Dataset entries:

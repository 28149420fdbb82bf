use axum::{
    Json, Router,
    extract::State,
    http::{StatusCode, header},
    response::IntoResponse,
    routing::{get, post},
};
use roster::config::CONFIG;
use roster::error::RosterError;
use roster::logger::in_memory::InMemoryActivityLog;
use roster::models::NewUser;
use roster::service::RosterService;
use roster::store::csv_file::CsvFileStore;
use serde::Serialize;
use std::net::SocketAddr;
use std::sync::Arc;
use std::time::Duration;
use tower_http::{
    compression::CompressionLayer,
    cors::{Any, CorsLayer},
    timeout::TimeoutLayer,
    trace::TraceLayer,
};
use tracing::info;

type Service = RosterService<InMemoryActivityLog, CsvFileStore>;

#[derive(Serialize)]
struct MessageResponse {
    message: String,
}

// Error response struct
#[derive(Serialize)]
struct ErrorResponse {
    error: String,
}

// Newtype wrapper for RosterError to implement IntoResponse
struct ApiError(RosterError);

impl From<RosterError> for ApiError {
    fn from(err: RosterError) -> Self {
        ApiError(err)
    }
}

impl IntoResponse for ApiError {
    fn into_response(self) -> axum::response::Response {
        let (status, error_message) = match self.0 {
            RosterError::MissingRequiredFields
            | RosterError::NonNumericId
            | RosterError::InvalidEmail
            | RosterError::IdExists
            | RosterError::EmailExists
            | RosterError::DuplicateScan => (StatusCode::BAD_REQUEST, self.0.to_string()),
            RosterError::NoData => (StatusCode::NOT_FOUND, self.0.to_string()),
            RosterError::Storage(detail) => (
                StatusCode::INTERNAL_SERVER_ERROR,
                format!("Server error: {}", detail),
            ),
        };
        (status, Json(ErrorResponse { error: error_message })).into_response()
    }
}

async fn create_user(
    State(service): State<Arc<Service>>,
    Json(payload): Json<NewUser>,
) -> Result<Json<MessageResponse>, ApiError> {
    service.create_user(payload).await?;
    Ok(Json(MessageResponse {
        message: "User created successfully and appended to CSV".to_string(),
    }))
}

async fn download_users(State(service): State<Arc<Service>>) -> Result<impl IntoResponse, ApiError> {
    let contents = service.export_csv().await?;
    Ok((
        [
            (header::CONTENT_TYPE, "text/csv"),
            (
                header::CONTENT_DISPOSITION,
                "attachment; filename=\"users.csv\"",
            ),
        ],
        contents,
    ))
}

#[tokio::main]
async fn main() -> Result<(), Box<dyn std::error::Error>> {
    // Initialize tracing
    tracing_subscriber::fmt()
        .with_env_filter(CONFIG.log_level.as_str())
        .init();

    // Initialize the backing file; any failure here aborts startup
    let store = CsvFileStore::new(&CONFIG.csv_path);
    let activity = InMemoryActivityLog::new();
    let service = Arc::new(RosterService::new(store, activity));
    service.init().await?;

    // Define API routes
    let app = Router::new()
        // add / route with a simple health check
        .route("/", get(|| async { "OK" }))
        .route("/api/users", post(create_user))
        .route("/api/users/download", get(download_users))
        .layer(CompressionLayer::new()) // Gzip compression
        .layer(TimeoutLayer::new(Duration::from_secs(30))) // 30-second timeout
        .layer(
            CorsLayer::new()
                .allow_origin(Any)
                .allow_methods([http::Method::GET, http::Method::POST])
                .allow_headers([header::CONTENT_TYPE]),
        )
        .layer(TraceLayer::new_for_http()) // Request tracing
        .with_state(service);

    // Start server
    let addr = SocketAddr::from(([127, 0, 0, 1], CONFIG.port));
    info!("Server running at http://{}", addr);
    let listener = tokio::net::TcpListener::bind(addr).await?;
    axum::serve(listener, app).await?;

    Ok(())
}
use crate::error::RosterError;
use crate::models::ActivityEntry;
use async_trait::async_trait;

/// Sink for per-request activity notes.
#[async_trait]
pub trait ActivityLogger: Send + Sync {
    async fn log_action(
        &self,
        action: &str,
        details: serde_json::Value,
    ) -> Result<(), RosterError>;
    async fn entries(&self) -> Result<Vec<ActivityEntry>, RosterError>;
}

pub mod in_memory;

◆ **Your instructions**: From the entries, copy every line in which the string "ApiError" can be found.

◆ **Completed task**:
struct ApiError(RosterError);
impl From<RosterError> for ApiError {
        ApiError(err)
impl IntoResponse for ApiError {
) -> Result<Json<MessageResponse>, ApiError> {
async fn download_users(State(service): State<Arc<Service>>) -> Result<impl IntoResponse, ApiError> {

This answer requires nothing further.